THE DATA:

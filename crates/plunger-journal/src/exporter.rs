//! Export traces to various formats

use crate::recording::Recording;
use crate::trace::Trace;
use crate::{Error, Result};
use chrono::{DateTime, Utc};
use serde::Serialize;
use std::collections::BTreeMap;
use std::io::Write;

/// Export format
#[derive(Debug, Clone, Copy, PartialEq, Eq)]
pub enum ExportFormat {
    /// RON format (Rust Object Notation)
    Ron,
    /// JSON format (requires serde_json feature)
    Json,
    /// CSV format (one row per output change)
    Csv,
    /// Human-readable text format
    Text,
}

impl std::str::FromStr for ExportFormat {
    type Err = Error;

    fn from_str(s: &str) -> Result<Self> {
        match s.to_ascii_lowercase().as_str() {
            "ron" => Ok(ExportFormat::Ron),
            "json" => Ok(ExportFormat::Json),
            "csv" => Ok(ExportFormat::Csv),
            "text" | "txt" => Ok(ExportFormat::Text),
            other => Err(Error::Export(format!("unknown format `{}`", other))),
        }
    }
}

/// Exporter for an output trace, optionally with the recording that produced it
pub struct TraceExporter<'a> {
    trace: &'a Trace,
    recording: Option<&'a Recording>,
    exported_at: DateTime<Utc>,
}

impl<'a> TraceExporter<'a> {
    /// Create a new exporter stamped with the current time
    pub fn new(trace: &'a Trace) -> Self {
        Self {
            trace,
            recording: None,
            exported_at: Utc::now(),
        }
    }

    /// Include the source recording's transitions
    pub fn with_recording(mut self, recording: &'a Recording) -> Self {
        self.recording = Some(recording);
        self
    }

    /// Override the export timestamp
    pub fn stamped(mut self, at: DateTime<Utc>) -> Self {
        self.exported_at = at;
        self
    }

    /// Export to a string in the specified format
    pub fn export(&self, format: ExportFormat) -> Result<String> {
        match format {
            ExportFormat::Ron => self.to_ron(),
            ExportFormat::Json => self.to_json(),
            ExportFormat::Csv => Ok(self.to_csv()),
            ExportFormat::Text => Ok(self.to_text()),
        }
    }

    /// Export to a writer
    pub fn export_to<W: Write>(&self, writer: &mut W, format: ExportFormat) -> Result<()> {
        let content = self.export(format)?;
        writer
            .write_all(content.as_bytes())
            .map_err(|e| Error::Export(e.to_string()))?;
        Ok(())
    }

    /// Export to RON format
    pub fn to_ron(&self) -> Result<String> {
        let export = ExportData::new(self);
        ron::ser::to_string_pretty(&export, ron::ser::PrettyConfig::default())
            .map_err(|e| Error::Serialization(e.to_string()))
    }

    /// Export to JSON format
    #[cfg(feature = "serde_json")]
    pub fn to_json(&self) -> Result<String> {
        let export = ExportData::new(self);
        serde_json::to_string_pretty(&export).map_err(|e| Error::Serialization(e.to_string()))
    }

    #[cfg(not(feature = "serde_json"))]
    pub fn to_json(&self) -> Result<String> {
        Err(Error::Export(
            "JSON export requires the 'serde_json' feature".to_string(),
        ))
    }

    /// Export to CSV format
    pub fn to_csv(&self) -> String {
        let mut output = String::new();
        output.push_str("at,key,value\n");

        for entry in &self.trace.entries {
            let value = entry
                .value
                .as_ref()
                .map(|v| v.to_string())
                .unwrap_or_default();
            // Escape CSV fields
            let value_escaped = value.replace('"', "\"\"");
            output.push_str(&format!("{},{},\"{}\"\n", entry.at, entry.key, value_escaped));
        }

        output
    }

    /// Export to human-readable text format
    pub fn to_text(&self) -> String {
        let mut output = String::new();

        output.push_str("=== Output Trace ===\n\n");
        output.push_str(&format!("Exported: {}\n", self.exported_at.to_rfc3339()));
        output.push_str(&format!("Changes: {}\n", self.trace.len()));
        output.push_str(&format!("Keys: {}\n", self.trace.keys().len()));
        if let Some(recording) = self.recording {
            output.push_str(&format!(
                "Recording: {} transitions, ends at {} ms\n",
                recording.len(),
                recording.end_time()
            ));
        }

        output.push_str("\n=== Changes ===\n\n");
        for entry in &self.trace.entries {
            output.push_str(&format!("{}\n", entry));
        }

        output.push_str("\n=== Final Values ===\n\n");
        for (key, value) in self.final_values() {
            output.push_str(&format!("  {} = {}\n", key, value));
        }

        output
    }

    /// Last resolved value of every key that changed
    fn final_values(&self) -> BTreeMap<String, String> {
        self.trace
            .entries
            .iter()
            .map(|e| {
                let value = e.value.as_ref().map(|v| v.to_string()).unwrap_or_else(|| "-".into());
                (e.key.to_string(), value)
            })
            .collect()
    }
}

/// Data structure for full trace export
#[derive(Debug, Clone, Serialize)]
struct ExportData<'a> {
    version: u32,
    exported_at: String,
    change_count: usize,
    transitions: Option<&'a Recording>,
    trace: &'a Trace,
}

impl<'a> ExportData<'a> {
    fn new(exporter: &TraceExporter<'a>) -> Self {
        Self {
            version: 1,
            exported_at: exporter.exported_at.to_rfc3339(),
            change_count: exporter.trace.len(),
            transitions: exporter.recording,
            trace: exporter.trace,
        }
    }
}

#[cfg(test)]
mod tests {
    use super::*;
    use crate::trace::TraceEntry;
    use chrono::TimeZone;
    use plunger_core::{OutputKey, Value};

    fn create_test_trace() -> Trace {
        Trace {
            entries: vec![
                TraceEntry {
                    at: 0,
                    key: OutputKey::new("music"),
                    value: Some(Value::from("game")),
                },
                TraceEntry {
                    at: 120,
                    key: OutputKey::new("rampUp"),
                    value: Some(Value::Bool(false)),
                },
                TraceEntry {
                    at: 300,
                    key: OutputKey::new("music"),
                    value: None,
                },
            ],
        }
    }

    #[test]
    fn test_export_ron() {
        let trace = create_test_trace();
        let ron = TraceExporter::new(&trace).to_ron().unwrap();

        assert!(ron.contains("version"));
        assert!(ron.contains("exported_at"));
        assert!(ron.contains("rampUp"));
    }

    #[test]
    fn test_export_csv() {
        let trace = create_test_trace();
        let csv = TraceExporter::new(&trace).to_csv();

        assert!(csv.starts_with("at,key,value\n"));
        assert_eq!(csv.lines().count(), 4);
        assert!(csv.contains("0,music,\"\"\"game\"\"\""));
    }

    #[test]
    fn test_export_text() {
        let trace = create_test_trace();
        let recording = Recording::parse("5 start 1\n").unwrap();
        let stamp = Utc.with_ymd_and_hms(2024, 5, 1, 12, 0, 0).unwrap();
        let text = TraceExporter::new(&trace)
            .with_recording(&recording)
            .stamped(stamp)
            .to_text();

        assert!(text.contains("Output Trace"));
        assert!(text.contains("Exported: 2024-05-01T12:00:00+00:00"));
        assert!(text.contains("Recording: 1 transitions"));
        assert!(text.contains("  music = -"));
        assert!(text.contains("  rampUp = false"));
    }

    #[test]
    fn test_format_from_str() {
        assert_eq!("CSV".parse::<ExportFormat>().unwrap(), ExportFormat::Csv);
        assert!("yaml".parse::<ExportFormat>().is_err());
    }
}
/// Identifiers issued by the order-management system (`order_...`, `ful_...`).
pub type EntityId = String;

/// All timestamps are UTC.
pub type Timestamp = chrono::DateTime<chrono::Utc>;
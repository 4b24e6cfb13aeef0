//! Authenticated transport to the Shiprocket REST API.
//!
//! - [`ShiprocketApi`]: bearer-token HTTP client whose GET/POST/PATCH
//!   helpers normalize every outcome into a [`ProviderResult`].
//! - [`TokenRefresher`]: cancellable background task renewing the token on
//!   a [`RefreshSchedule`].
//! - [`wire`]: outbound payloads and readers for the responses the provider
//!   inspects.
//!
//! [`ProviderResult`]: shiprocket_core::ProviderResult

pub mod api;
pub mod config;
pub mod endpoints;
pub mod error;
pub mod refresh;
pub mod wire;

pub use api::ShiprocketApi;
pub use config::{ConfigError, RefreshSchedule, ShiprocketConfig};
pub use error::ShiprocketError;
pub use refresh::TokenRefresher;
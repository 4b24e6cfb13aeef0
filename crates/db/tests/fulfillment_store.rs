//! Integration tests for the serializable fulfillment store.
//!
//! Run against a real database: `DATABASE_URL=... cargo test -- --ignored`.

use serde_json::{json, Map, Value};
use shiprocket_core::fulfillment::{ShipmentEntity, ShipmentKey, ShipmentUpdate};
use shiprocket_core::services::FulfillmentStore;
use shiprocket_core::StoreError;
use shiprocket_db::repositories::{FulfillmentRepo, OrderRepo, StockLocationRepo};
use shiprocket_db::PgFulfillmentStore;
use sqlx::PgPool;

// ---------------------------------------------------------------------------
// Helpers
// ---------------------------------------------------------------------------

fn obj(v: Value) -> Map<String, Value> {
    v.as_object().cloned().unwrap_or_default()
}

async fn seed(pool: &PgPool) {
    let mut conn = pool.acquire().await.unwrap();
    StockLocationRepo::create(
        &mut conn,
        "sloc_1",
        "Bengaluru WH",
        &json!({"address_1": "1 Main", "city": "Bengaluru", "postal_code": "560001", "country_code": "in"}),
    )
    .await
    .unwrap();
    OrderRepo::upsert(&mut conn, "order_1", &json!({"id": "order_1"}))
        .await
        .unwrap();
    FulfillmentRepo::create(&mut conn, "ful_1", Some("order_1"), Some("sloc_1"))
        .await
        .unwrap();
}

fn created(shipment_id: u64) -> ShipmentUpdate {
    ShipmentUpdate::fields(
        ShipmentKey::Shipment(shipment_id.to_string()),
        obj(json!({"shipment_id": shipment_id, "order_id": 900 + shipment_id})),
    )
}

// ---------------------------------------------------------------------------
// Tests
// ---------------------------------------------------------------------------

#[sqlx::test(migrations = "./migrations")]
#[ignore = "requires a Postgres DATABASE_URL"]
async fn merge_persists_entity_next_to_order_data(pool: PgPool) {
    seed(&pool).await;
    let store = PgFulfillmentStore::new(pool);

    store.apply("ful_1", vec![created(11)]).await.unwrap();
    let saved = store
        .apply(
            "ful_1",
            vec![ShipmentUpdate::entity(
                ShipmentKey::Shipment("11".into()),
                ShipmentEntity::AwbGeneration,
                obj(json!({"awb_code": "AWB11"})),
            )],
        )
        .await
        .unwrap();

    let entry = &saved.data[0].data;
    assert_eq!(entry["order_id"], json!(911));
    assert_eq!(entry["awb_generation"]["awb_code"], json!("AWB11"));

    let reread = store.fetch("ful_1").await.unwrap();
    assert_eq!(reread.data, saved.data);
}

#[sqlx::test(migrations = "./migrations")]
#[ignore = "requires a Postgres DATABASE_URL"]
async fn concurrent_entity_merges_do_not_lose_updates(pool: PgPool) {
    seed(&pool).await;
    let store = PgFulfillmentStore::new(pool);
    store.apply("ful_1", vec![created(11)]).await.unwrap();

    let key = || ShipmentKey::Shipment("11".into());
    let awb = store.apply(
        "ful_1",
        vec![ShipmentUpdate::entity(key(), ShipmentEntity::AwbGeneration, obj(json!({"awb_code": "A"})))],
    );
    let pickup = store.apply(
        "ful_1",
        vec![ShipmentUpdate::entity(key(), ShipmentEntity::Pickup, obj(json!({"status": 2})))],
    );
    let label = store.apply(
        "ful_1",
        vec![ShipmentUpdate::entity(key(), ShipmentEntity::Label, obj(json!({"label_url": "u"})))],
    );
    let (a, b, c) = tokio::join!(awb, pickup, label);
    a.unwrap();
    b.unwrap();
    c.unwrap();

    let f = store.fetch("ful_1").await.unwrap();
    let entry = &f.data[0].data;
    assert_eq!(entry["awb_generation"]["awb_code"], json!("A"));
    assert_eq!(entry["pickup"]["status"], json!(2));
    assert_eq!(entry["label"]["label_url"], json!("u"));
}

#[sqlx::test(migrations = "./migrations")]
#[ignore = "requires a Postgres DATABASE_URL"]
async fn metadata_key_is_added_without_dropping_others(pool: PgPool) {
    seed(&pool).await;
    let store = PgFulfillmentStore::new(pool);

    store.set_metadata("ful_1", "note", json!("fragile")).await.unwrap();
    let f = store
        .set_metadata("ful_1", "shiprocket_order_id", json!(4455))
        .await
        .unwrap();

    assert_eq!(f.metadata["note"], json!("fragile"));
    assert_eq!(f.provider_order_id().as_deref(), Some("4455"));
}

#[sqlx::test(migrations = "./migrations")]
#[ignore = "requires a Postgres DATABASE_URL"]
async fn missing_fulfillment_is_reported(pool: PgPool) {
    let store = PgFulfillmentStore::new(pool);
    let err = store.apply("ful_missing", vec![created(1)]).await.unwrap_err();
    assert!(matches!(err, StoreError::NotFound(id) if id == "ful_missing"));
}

EXERCISE REQUIREMENTS: Some lines in the data above hold the string "ShiprocketApi". Find and copy each of them.

RESPONSE AREA:
//! - [`ShiprocketApi`]: bearer-token HTTP client whose GET/POST/PATCH
pub use api::ShiprocketApi;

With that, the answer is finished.